Arabic Question Answering with LoRA Fine-tuning

A fine-tuned T5 model for Arabic Question Answering using Low-Rank Adaptation (LoRA) on the AraT5v2-base-1024 model.

Model Details

Model Description

This model is a fine-tuned version of UBC-NLP/AraT5v2-base-1024 for extractive question answering tasks on Arabic text. The model uses LoRA (Low-Rank Adaptation) for efficient fine-tuning, making it parameter-efficient while maintaining high performance on Arabic QA tasks.

The model takes a question and context as input and generates the answer extracted from the provided context, following the SQuAD-style question answering format.

  • Developed by: Diaa Essam
  • Model type: Seq2Seq Question Answering
  • Language(s) (NLP): Arabic (ar)
  • License: MIT
  • Finetuned from model: UBC-NLP/AraT5v2-base-1024

Model Sources

Uses

Direct Use

The model can be directly used for Arabic Question Answering tasks without additional fine-tuning.

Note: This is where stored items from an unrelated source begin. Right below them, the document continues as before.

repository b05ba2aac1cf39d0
//! # Entrata (Form-based Authentication)
//!
//! `entrata` is a small authentication service for server-rendered web
//! applications. It owns the credential and session model, the token
//! lifecycle, and the HTTP middleware that binds per-request identity,
//! logging and request correlation to the handler stack.
//!
//! ## Accounts & Sessions
//!
//! Users register with a username, email and password. Passwords are stored
//! as Argon2id verifiers; they never leave the request handler in plaintext.
//! A session is a non-expired `login` token plus a `login` cookie on the
//! client holding its raw value. The database only ever stores SHA-256
//! digests of tokens, so a database dump cannot be replayed as a cookie.
//!
//! ## Tokens
//!
//! Three token kinds share one table: `login` (session), `confirm` (email
//! confirmation) and `reset` (password reset). Confirm and reset tokens are
//! single use: redeeming one deletes the row, and concurrent redeems are
//! resolved by the delete's affected-row count. Expired tokens are removed
//! the first time they are observed.
//!
//! ## Anti-enumeration
//!
//! The recovery flows never reveal whether an email is registered: unknown
//! addresses receive a "not registered" notice instead of an error, and the
//! forgot-password form always renders its "sent" page.

pub mod api;
pub mod auth;
pub mod cli;
pub mod config;
pub mod mail;
pub mod store;

#[allow(clippy::doc_markdown, clippy::needless_raw_string_hashes)]
pub mod built_info {
    include!(concat!(env!("OUT_DIR"), "/built.rs"));
}

pub const GIT_COMMIT_HASH: &str = match built_info::GIT_COMMIT_HASH {
    Some(hash) => hash,
    None => "unknown",
};

#[cfg(test)]
mod tests {
    use super::*;

    #[test]
    fn test_git_commit_hash_format() {
        if GIT_COMMIT_HASH == "unknown" {
            // Acceptable in non-git build environments
            return;
        }
        // Should be a hex string (full SHA-1 is 40 chars, but could be short)
        assert!(
            GIT_COMMIT_HASH.chars().all(|c| c.is_ascii_hexdigit()),
            "GIT_COMMIT_HASH should be a hex string, got: {GIT_COMMIT_HASH}"
        );
        assert!(
            GIT_COMMIT_HASH.len() >= 7,
            "GIT_COMMIT_HASH should be at least 7 characters long, got: {GIT_COMMIT_HASH}"
        );
    }
}
#[cfg(test)]
mod tests {
    use super::*;
    use crate::store::LastLogin;

    fn pages() -> Pages {
        Pages::new("entrata")
    }

    fn sample_user() -> User {
        User {
            username: "jdoe".to_string(),
            full_name: "Jane Doe".to_string(),
            email: "j@example.com".to_string(),
            admin: false,
            confirmed: true,
            created: Utc::now(),
            last_login: None,
        }
    }

    #[test]
    fn every_page_is_a_complete_document() {
        let user = sample_user();
        let rendered = [
            pages().login(None, "", "", None),
            pages().logout(),
            pages().register(None, "", "", "", None),
            pages().confirm(None, "", None),
            pages().confirm_request(None, "", None),
            pages().confirm_request_sent(),
            pages().confirmed(),
            pages().forgot(None, "", None),
            pages().forgot_sent(),
            pages().reset(None, "", None),
            pages().user(&user),
            pages().users(&[user.clone()]),
            pages().events(&[]),
            pages().home(Some(&user)),
            pages().forbidden(),
            pages().internal_error(),
        ];
        for page in rendered {
            assert!(page.starts_with("<!DOCTYPE html>"));
            assert!(page.ends_with("</html>\n"));
            assert!(page.contains("entrata"));
        }
    }

    #[test]
    fn interpolated_values_are_escaped() {
        let page = pages().login(
            Some("<script>alert(1)</script>"),
            "\"><img src=x>",
            "",
            None,
        );
        assert!(!page.contains("<script>alert"));
        assert!(page.contains("&lt;script&gt;alert(1)&lt;/script&gt;"));
        assert!(page.contains("&quot;&gt;&lt;img src=x&gt;"));
    }

    #[test]
    fn login_page_has_the_form_fields() {
        let page = pages().login(None, "jdoe", "/home", None);
        assert!(page.contains("name=\"username\""));
        assert!(page.contains("value=\"jdoe\""));
        assert!(page.contains("name=\"password\""));
        assert!(page.contains("name=\"remember\""));
        assert!(page.contains("name=\"r\" value=\"/home\""));
    }

    #[test]
    fn login_page_omits_redirect_field_when_empty() {
        let page = pages().login(None, "", "", None);
        assert!(!page.contains("name=\"r\""));
    }

    #[test]
    fn csrf_field_only_renders_when_present() {
        let with = pages().register(None, "", "", "", Some("token123"));
        let without = pages().register(None, "", "", "", None);
        assert!(with.contains("name=\"csrf\" value=\"token123\""));
        assert!(!without.contains("name=\"csrf\""));
    }

    #[test]
    fn register_page_uses_the_wire_field_names() {
        let page = pages().register(None, "jdoe", "Jane Doe", "j@example.com", None);
        assert!(page.contains("name=\"fullName\" value=\"Jane Doe\""));
        assert!(page.contains("name=\"password1\""));
        assert!(page.contains("name=\"password2\""));
    }

    #[test]
    fn confirm_and_reset_prefill_tokens() {
        let confirm = pages().confirm(None, "CTOKEN", None);
        let reset = pages().reset(None, "RTOKEN", None);
        assert!(confirm.contains("name=\"ctoken\" value=\"CTOKEN\""));
        assert!(reset.contains("name=\"rtoken\" value=\"RTOKEN\""));
    }

    #[test]
    fn forgot_page_offers_both_actions() {
        let page = pages().forgot(None, "", None);
        assert!(page.contains("name=\"action\" value=\"user\""));
        assert!(page.contains("name=\"action\" value=\"password\""));
    }

    #[test]
    fn user_page_shows_last_login_or_first_login() {
        let mut user = sample_user();
        assert!(pages().user(&user).contains("First login"));

        user.last_login = Some(LastLogin {
            at: Utc::now(),
            message: "login from 203.0.113.7".to_string(),
        });
        assert!(pages().user(&user).contains("login from 203.0.113.7"));
    }

    #[test]
    fn events_page_lists_rows() {
        let events = vec![EventRecord {
            name: "login".to_string(),
            succeeded: false,
            username: "jdoe".to_string(),
            message: "invalid credentials".to_string(),
            created: Utc::now(),
        }];
        let page = pages().events(&events);
        assert!(page.contains("<td>login</td>"));
        assert!(page.contains("<td>failed</td>"));
        assert!(page.contains("<td>invalid credentials</td>"));
    }

    #[test]
    fn home_page_is_session_aware() {
        let user = sample_user();
        let signed_in = pages().home(Some(&user));
        let anonymous = pages().home(None);
        assert!(signed_in.contains("Signed in as jdoe."));
        assert!(anonymous.contains("href=\"/login\""));
        assert!(!anonymous.contains("Signed in as"));
    }
}
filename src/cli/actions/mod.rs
pub mod server;

mod run;

#[derive(Debug)]
pub enum Action {
    Server(server::Args),
}

impl Action {
    /// Execute the action.
    /// # Errors
    /// Returns an error if the action fails.
    pub async fn execute(self) -> anyhow::Result<()> {
        run::execute(self).await
    }
}
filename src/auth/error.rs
//! Error taxonomy for the auth domain.
//!
//! Flow handlers match on these variants to pick user-facing messages;
//! anything they do not handle explicitly collapses to an internal error.

use thiserror::Error;

#[derive(Debug, Error)]
pub enum AuthError {
    /// No token was presented (empty or missing form field / cookie value).
    #[error("token missing")]
    TokenMissing,

    /// The presented token has no matching row for its kind.
    #[error("token not found")]
    TokenNotFound,

    /// The token row existed but was past its expiry; the row has been removed.
    #[error("token expired")]
    TokenExpired,

    #[error("user not found")]
    UserNotFound,

    #[error("invalid password")]
    InvalidPassword,

    /// Unique constraint violation on registration; the field names which
    /// value collided ("username" or "email").
    #[error("duplicate {0}")]
    Duplicate(&'static str),

    #[error("password hashing failed: {0}")]
    Hash(argon2::password_hash::Error),

    #[error("random generator failure: {0}")]
    Rng(#[from] rand::Error),

    #[error("database error: {0}")]
    Store(#[from] sqlx::Error),
}

impl AuthError {
    /// True for the variants a session binder treats as "no session"
    /// rather than a failure: the cookie should be cleared and the
    /// request continues anonymously.
    #[must_use]
    pub const fn clears_session(&self) -> bool {
        matches!(
            self,
            Self::TokenMissing | Self::TokenNotFound | Self::TokenExpired
        )
    }
}

#[cfg(test)]
mod tests {
    use super::*;

    #[test]
    fn clears_session_only_for_token_kinds() {
        assert!(AuthError::TokenMissing.clears_session());
        assert!(AuthError::TokenNotFound.clears_session());
        assert!(AuthError::TokenExpired.clears_session());
        assert!(!AuthError::UserNotFound.clears_session());
        assert!(!AuthError::InvalidPassword.clears_session());
        assert!(!AuthError::Duplicate("email").clears_session());
    }

    #[test]
    fn display_names_duplicate_field() {
        assert_eq!(
            AuthError::Duplicate("username").to_string(),
            "duplicate username"
        );
    }
}
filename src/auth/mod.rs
//! Accounts, passwords, tokens, sessions and the audit trail.

pub mod error;
pub mod event;
pub mod hash;
pub mod session;
pub mod token;
pub mod user;

pub use error::AuthError;
pub use event::{EventName, Events};
pub use session::Session;
pub use token::{IssuedToken, TokenKind, Tokens};
pub use user::{NewUser, User, Users};
use crate::cli::{actions::Action, commands, dispatch, telemetry};
use anyhow::Result;

/// Map verbosity count to tracing level
const fn get_verbosity_level(verbosity: u8) -> Option<tracing::Level> {
    match verbosity {
        0 => None,
        1 => Some(tracing::Level::WARN),
        2 => Some(tracing::Level::INFO),
        3 => Some(tracing::Level::DEBUG),
        _ => Some(tracing::Level::TRACE),
    }
}

/// Main entry point for the CLI - builds and returns the Action
///
/// # Errors
///
/// Returns an error if argument parsing, telemetry initialization, or action dispatch fails
pub fn start() -> Result<Action> {
    // 1. Parse command-line arguments
    let matches = commands::new().get_matches();

    // 2. Extract verbosity level
    let verbosity_level = get_verbosity_level(
        matches
            .get_one::<u8>(commands::logging::ARG_VERBOSITY)
            .copied()
            .unwrap_or(0),
    );

    // 3. Initialize telemetry
    telemetry::init(
        verbosity_level,
        matches.get_flag(commands::logging::ARG_LOG_JSON),
        matches
            .get_one::<String>(commands::logging::ARG_LOG_FILE)
            .map(String::as_str),
    )?;

    // 4. Dispatch to appropriate action
    let action = dispatch::handler(&matches)?;

    // 5. Return the action for execution by the binary
    Ok(action)
}
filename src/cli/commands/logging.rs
use clap::{Arg, Command, builder::ValueParser};

pub const ARG_VERBOSITY: &str = "verbosity";
pub const ARG_LOG_JSON: &str = "log-json";
pub const ARG_LOG_FILE: &str = "log-file";

#[must_use]
pub fn validator_log_level() -> ValueParser {
    ValueParser::from(move |level: &str| -> std::result::Result<u8, String> {
        if let Ok(parsed) = level.parse::<u8>() {
            // Successfully parsed as a number
            if parsed <= 5 {
                return Ok(parsed);
            }
        }

        match level.to_lowercase().as_str() {
            "error" => Ok(0),
            "warn" => Ok(1),
            "info" => Ok(2),
            "debug" => Ok(3),
            "trace" => Ok(4),
            _ => Err("invalid log level".to_string()),
        }
    })
}

#[must_use]
pub fn with_args(command: Command) -> Command {
    command
        .arg(
            Arg::new(ARG_VERBOSITY)
                .short('v')
                .long("verbose")
                .help("Verbosity level: ERROR, WARN, INFO, DEBUG, TRACE (default: ERROR)")
                .env("ENTRATA_LOG_LEVEL")
                .global(true)
                .action(clap::ArgAction::Count)
                .value_parser(validator_log_level()),
        )
        .arg(
            Arg::new(ARG_LOG_JSON)
                .long("log-json")
                .help("Emit logs as JSON")
                .env("ENTRATA_LOG_JSON")
                .action(clap::ArgAction::SetTrue),
        )
        .arg(
            Arg::new(ARG_LOG_FILE)
                .long("log-file")
                .help("Append logs to this file instead of stderr")
                .env("ENTRATA_LOG_FILE"),
        )
}
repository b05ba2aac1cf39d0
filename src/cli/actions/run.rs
use super::{Action, server};
use anyhow::Result;

// The match lives here so `mod.rs` stays small as actions are added.
pub async fn execute(action: Action) -> Result<()> {
    match action {
        Action::Server(args) => server::execute(args).await,
    }
}
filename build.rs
fn main() {
    built::write_built_file().expect("Failed to acquire build-time information");
}
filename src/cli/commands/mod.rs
pub mod logging;

use clap::{
    Arg, ColorChoice, Command,
    builder::styling::{AnsiColor, Effects, Styles},
};

#[must_use]
pub fn new() -> Command {
    let styles = Styles::styled()
        .header(AnsiColor::Yellow.on_default() | Effects::BOLD)
        .usage(AnsiColor::Green.on_default() | Effects::BOLD)
        .literal(AnsiColor::Blue.on_default() | Effects::BOLD)
        .placeholder(AnsiColor::Green.on_default());

    let long_version: &'static str = Box::leak(
        format!("{} - {}", env!("CARGO_PKG_VERSION"), crate::GIT_COMMIT_HASH).into_boxed_str(),
    );

    let command = Command::new("entrata")
        .about("Form-based authentication for server-rendered web applications")
        .version(env!("CARGO_PKG_VERSION"))
        .long_version(long_version)
        .color(ColorChoice::Auto)
        .styles(styles)
        .arg(
            Arg::new("config")
                .short('c')
                .long("config")
                .help("Path to the JSON configuration file")
                .default_value("config.json")
                .env("ENTRATA_CONFIG"),
        )
        .arg(
            Arg::new("port")
                .short('p')
                .long("port")
                .help("Port to listen on")
                .default_value("8080")
                .env("ENTRATA_PORT")
                .value_parser(clap::value_parser!(u16)),
        );

    logging::with_args(command)
}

It's suitable for:

  • Extracting answers from Arabic documents and articles
  • Building Arabic reading comprehension systems
  • Information retrieval from Arabic text
  • Arabic chatbots and conversational AI
  • Educational applications for Arabic language learning

Downstream Use

The model can be further fine-tuned for:

  • Domain-specific QA (medical, legal, technical Arabic text)
  • Multi-hop question answering
  • Conversational question answering
  • Arabic summarization tasks

Out-of-Scope Use

  • Non-Arabic text (the model is trained exclusively on Arabic)
  • Open-domain question answering without context
  • Generating answers not present in the provided context
  • Real-time applications requiring sub-millisecond latency without optimization
  • Questions in other languages or code-switched text

Bias, Risks, and Limitations

  • The model's performance may vary across different Arabic dialects and writing styles
  • Answer extraction accuracy depends on context quality and may be lower for informal or dialectal Arabic
  • The model may struggle with complex reasoning or multi-hop questions
  • Performance depends on the quality and clarity of the provided context
  • The model is optimized for extractive QA and may not perform well on generative or abstractive tasks

Recommendations

Users should be aware of the model's limitations regarding:

  • Dialectal variations in Arabic text
  • Context length (maximum 1024 tokens)
  • The model extracts answers from context; it doesn't generate knowledge
  • Potential biases in the training data
  • Need for clear and well-formed questions

How to Get Started with the Model

from transformers import T5Tokenizer, T5ForConditionalGeneration, GenerationConfig
from peft import PeftModel
import torch

# Load tokenizer and base model
MODEL_NAME = "UBC-NLP/AraT5v2-base-1024"
tokenizer = T5Tokenizer.from_pretrained(MODEL_NAME)
base_model = T5ForConditionalGeneration.from_pretrained(MODEL_NAME)

# Load LoRA adapter
model = PeftModel.from_pretrained(base_model, "[checkpoint_path]")
model.eval()

# Create generation config
generation_config = GenerationConfig(
    max_length=128,
    min_length=5,
    num_beams=5,
    early_stopping=True,
    no_repeat_ngram_size=3,
    repetition_penalty=1.5,
    length_penalty=0.8,
    do_sample=False
)

def answer_question(question, context):
    """Generate answer from question and context"""
    # Format input
    input_text = f"question: {question} context: {context}"
    
    # Tokenize
    inputs = tokenizer(
        input_text,
        return_tensors='pt',
        max_length=1024,
        truncation=True
    )
    
    # Generate answer
    device = torch.device('cuda' if torch.cuda.is_available() else 'cpu')
    model.to(device)
    inputs = {k: v.to(device) for k, v in inputs.items()}
    
    with torch.no_grad():
        outputs = model.generate(
            **inputs,
            generation_config=generation_config
        )
    
    # Decode
    answer = tokenizer.decode(outputs[0], skip_special_tokens=True)
    return answer

# Example usage
question = "ู…ุง ู‡ูŠ ุนุงุตู…ุฉ ู…ุตุฑุŸ"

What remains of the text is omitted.